Hay imágenes que no solo duelen por lo que muestran, sino por lo que dicen de nosotros como sociedad. En las últimas semanas, la Pastoral de Movilidad Humana de la Arquidiócesis Primada de México ha documentado operativos migratorios en distintas colonias de la Ciudad de México, donde personas han sido detenidas sin órdenes judiciales claras y sin el debido proceso. Entre los afectados hay solicitantes de refugio con trámites vigentes y personas que ya habían recibido el estatus de refugiadas por parte del Estado mexicano.
Como cristianos, estamos llamados a abrir los ojos ante esta realidad. La Biblia nos recuerda una y otra vez el mandato de acoger al extranjero, de proteger al vulnerable y de buscar justicia para quienes no tienen voz. En un mundo donde las fronteras se endurecen y los discursos de exclusión crecen, la Iglesia tiene la misión de ser un signo profético de hospitalidad y dignidad.
El fundamento bíblico: Dios defiende al migrante
Desde el Antiguo Testamento, Dios deja claro su corazón por el extranjero. En Levítico 19:33-34 leemos:
«Cuando un extranjero resida con ustedes en su tierra, no lo maltraten. Al contrario, trátenlo como a un compatriota. Ámenlo como a ustedes mismos, porque también ustedes fueron extranjeros en Egipto. Yo soy el Señor su Dios.» (NVI)
Este pasaje no es una sugerencia, sino un mandato divino. Israel había experimentado la opresión y el desarraigo, y Dios les ordenó recordar esa experiencia para tratar con justicia a los forasteros. De la misma manera, nosotros, que hemos sido acogidos por la gracia de Dios, estamos llamados a extender esa misma acogida.
Jesús y el migrante
En el Nuevo Testamento, Jesús mismo vivió como refugiado. Cuando Herodes amenazó su vida, José y María huyeron a Egipto (Mateo 2:13-15). Jesús sabe lo que es ser desplazado, buscar asilo y depender de la hospitalidad de otros. En Mateo 25:35, él dice:
«Porque tuve hambre y ustedes me dieron de comer; tuve sed y me dieron de beber; fui forastero y me dieron alojamiento.» (NVI)
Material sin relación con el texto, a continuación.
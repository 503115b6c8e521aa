//! # Accounting Outbox Repository
//!
//! The durable hand-off between the sale transaction and the accounting
//! poster:
//!
//! ```text
//! ┌─────────────────────────────────────────────────────────────────────────┐
//! │  sale tx:    INSERT sale + items + payments + outbox row  (atomic)     │
//! │                         │                                               │
//! │  worker:     fetch_pending → post → mark_status(synced | error)        │
//! │                                                                         │
//! │  reference_id is UNIQUE: enqueueing the same reference twice returns   │
//! │  the existing row instead of creating a second posting intent.         │
//! └─────────────────────────────────────────────────────────────────────────┘
//! ```

use chrono::Utc;
use sqlx::{SqliteConnection, SqlitePool};
use uuid::Uuid;

use meridian_core::{AccountingOutboxEntry, OutboxStatus};

use crate::error::{DbError, DbResult};

/// Repository for the `accounting_outbox` table.
#[derive(Debug, Clone)]
pub struct OutboxRepository {
    pool: SqlitePool,
}

impl OutboxRepository {
    pub fn new(pool: SqlitePool) -> Self {
        OutboxRepository { pool }
    }

    /// Enqueues a posting intent inside the caller's transaction, returning
    /// the row id. Idempotent on `reference_id`: a duplicate enqueue is a
    /// no-op that returns the existing row's id.
    pub async fn enqueue(
        &self,
        conn: &mut SqliteConnection,
        sale_id: Option<&str>,
        reference_type: &str,
        reference_id: &str,
        payload: &str,
    ) -> DbResult<String> {
        let id = Uuid::new_v4().to_string();
        let now = Utc::now();

        sqlx::query(
            r#"
            INSERT INTO accounting_outbox (
                id, sale_id, reference_type, reference_id, payload,
                status, attempts, last_error, created_at, updated_at, synced_at
            )
            VALUES (?1, ?2, ?3, ?4, ?5, ?6, 0, NULL, ?7, ?7, NULL)
            ON CONFLICT (reference_id) DO NOTHING
            "#,
        )
        .bind(&id)
        .bind(sale_id)
        .bind(reference_type)
        .bind(reference_id)
        .bind(payload)
        .bind(OutboxStatus::Pending)
        .bind(now)
        .execute(&mut *conn)
        .await?;

        // Resolve the surviving row, ours or the earlier one
        let existing: String = sqlx::query_scalar(
            "SELECT id FROM accounting_outbox WHERE reference_id = ?1",
        )
        .bind(reference_id)
        .fetch_one(&mut *conn)
        .await?;

        Ok(existing)
    }

    pub async fn get_by_id(&self, id: &str) -> DbResult<AccountingOutboxEntry> {
        sqlx::query_as::<_, AccountingOutboxEntry>(
            "SELECT * FROM accounting_outbox WHERE id = ?1",
        )
        .bind(id)
        .fetch_optional(&self.pool)
        .await?
        .ok_or_else(|| DbError::not_found("OutboxEntry", id))
    }

    pub async fn get_by_reference(
        &self,
        reference_id: &str,
    ) -> DbResult<Option<AccountingOutboxEntry>> {
        let entry = sqlx::query_as::<_, AccountingOutboxEntry>(
            "SELECT * FROM accounting_outbox WHERE reference_id = ?1",
        )
        .bind(reference_id)
        .fetch_optional(&self.pool)
        .await?;

        Ok(entry)
    }

    /// Oldest-first batch of entries still needing a posting attempt.
    /// Errored entries come back for retry alongside fresh ones.
    pub async fn fetch_pending(&self, limit: i64) -> DbResult<Vec<AccountingOutboxEntry>> {
        let entries = sqlx::query_as::<_, AccountingOutboxEntry>(
            r#"
            SELECT * FROM accounting_outbox
            WHERE status IN ('pending', 'error')
            ORDER BY created_at ASC
            LIMIT ?1
            "#,
        )
        .bind(limit)
        .fetch_all(&self.pool)
        .await?;

        Ok(entries)
    }

    /// Records the outcome of one posting attempt. Every call increments
    /// the attempt counter; a synced outcome also stamps `synced_at`.
    pub async fn mark_status(
        &self,
        id: &str,
        status: OutboxStatus,
        error: Option<&str>,
    ) -> DbResult<()> {
        let now = Utc::now();
        let synced_at = (status == OutboxStatus::Synced).then_some(now);

        let result = sqlx::query(
            r#"
            UPDATE accounting_outbox
            SET status = ?2, attempts = attempts + 1, last_error = ?3,
                updated_at = ?4, synced_at = COALESCE(?5, synced_at)
            WHERE id = ?1
            "#,
        )
        .bind(id)
        .bind(status)
        .bind(error)
        .bind(now)
        .bind(synced_at)
        .execute(&self.pool)
        .await?;

        if result.rows_affected() == 0 {
            return Err(DbError::not_found("OutboxEntry", id));
        }

        Ok(())
    }

    pub async fn count_pending(&self) -> DbResult<i64> {
        let count: i64 = sqlx::query_scalar(
            "SELECT COUNT(*) FROM accounting_outbox WHERE status IN ('pending', 'error')",
        )
        .fetch_one(&self.pool)
        .await?;

        Ok(count)
    }
}

// =============================================================================
// Unit Tests
// =============================================================================

#[cfg(test)]
mod tests {
    use super::*;
    use crate::pool::{Database, DbConfig};

    #[tokio::test]
    async fn test_enqueue_is_idempotent_on_reference() {
        let db = Database::new(DbConfig::in_memory()).await.unwrap();
        let repo = db.outbox();

        let mut tx = db.pool().begin().await.unwrap();
        let first = repo
            .enqueue(&mut tx, None, "pos_sale", "POS-20260827-0001", "{}")
            .await
            .unwrap();
        let second = repo
            .enqueue(&mut tx, None, "pos_sale", "POS-20260827-0001", "{}")
            .await
            .unwrap();
        tx.commit().await.unwrap();

        assert_eq!(first, second);
        assert_eq!(repo.count_pending().await.unwrap(), 1);
    }

    #[tokio::test]
    async fn test_attempt_tracking() {
        let db = Database::new(DbConfig::in_memory()).await.unwrap();
        let repo = db.outbox();

        let mut tx = db.pool().begin().await.unwrap();
        let id = repo
            .enqueue(&mut tx, None, "pos_sale", "POS-20260827-0001", "{}")
            .await
            .unwrap();
        tx.commit().await.unwrap();

        repo.mark_status(&id, OutboxStatus::Error, Some("connection refused"))
            .await
            .unwrap();

        // Errored entries return for retry
        let pending = repo.fetch_pending(10).await.unwrap();
        assert_eq!(pending.len(), 1);
        assert_eq!(pending[0].attempts, 1);
        assert_eq!(pending[0].last_error.as_deref(), Some("connection refused"));

        repo.mark_status(&id, OutboxStatus::Synced, None).await.unwrap();
        assert!(repo.fetch_pending(10).await.unwrap().is_empty());

        let entry = repo.get_by_id(&id).await.unwrap();
        assert_eq!(entry.status, OutboxStatus::Synced);
        assert_eq!(entry.attempts, 2);
        assert!(entry.synced_at.is_some());
    }
}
En esta parábola del juicio, Jesús se identifica con el extranjero. Acoger al migrante es acoger a Cristo mismo. Ignorar su sufrimiento es ignorar al Señor.
La situación actual: violaciones a la dignidad
Los reportes de la Pastoral de Movilidad Humana indican que los operativos se han realizado sin identificación clara de los agentes, sin órdenes oficiales y sin garantías del debido proceso. Personas que ya habían recibido protección internacional han sido detenidas, lo que constituye una violación al principio de no devolución, un pilar del derecho internacional de refugiados.
Este principio, consagrado en la Convención de Ginebra de 1951 y en la legislación mexicana, prohíbe devolver a una persona a un país donde su vida o libertad corran peligro. Detener a un refugiado reconocido es una contradicción grave y una falta de respeto a la ley y a la dignidad humana.
El papel de la Iglesia
La Iglesia no puede permanecer en silencio. Como cuerpo de Cristo, estamos llamados a ser voz de los que no tienen voz. La Pastoral de Movilidad Humana, junto con organizaciones hermanas, ha solicitado a la Secretaría de Gobernación y al Instituto Nacional de Migración que suspendan estas redadas y ajusten los operativos al marco constitucional y a los tratados internacionales.
Pero más allá de las acciones institucionales, cada creyente puede hacer algo. Podemos informarnos, orar por los migrantes, apoyar albergues y organizaciones que los atienden, y abogar por políticas justas en nuestras comunidades.
Un llamado a la acción y la esperanza
La migración no es un problema que resolver, sino una realidad que acompañar. Detrás de cada estadística hay un rostro, una historia, una familia que busca un futuro mejor. La Biblia nos invita a no tener miedo del extranjero, sino a ver en él a un hermano.
Hermanos y hermanas, los invito a reflexionar: ¿cómo podemos, desde nuestra vida cotidiana, ser instrumentos de acogida y justicia para los migrantes? Quizás sea ofreciendo una palabra de aliento, donando tiempo o recursos, o simplemente educándonos para desmontar prejuicios. Dios nos llama a ser una comunidad donde todos tengan un lugar.
«No se olviden de practicar la hospitalidad, pues gracias a ella algunos, sin saberlo, hospedaron ángeles.» (Hebreos 13:2, NVI)
Que esta palabra nos desafíe y nos impulse a actuar con amor y justicia, recordando que todos somos peregrinos en esta tierra, y que nuestra verdadera patria está en el cielo.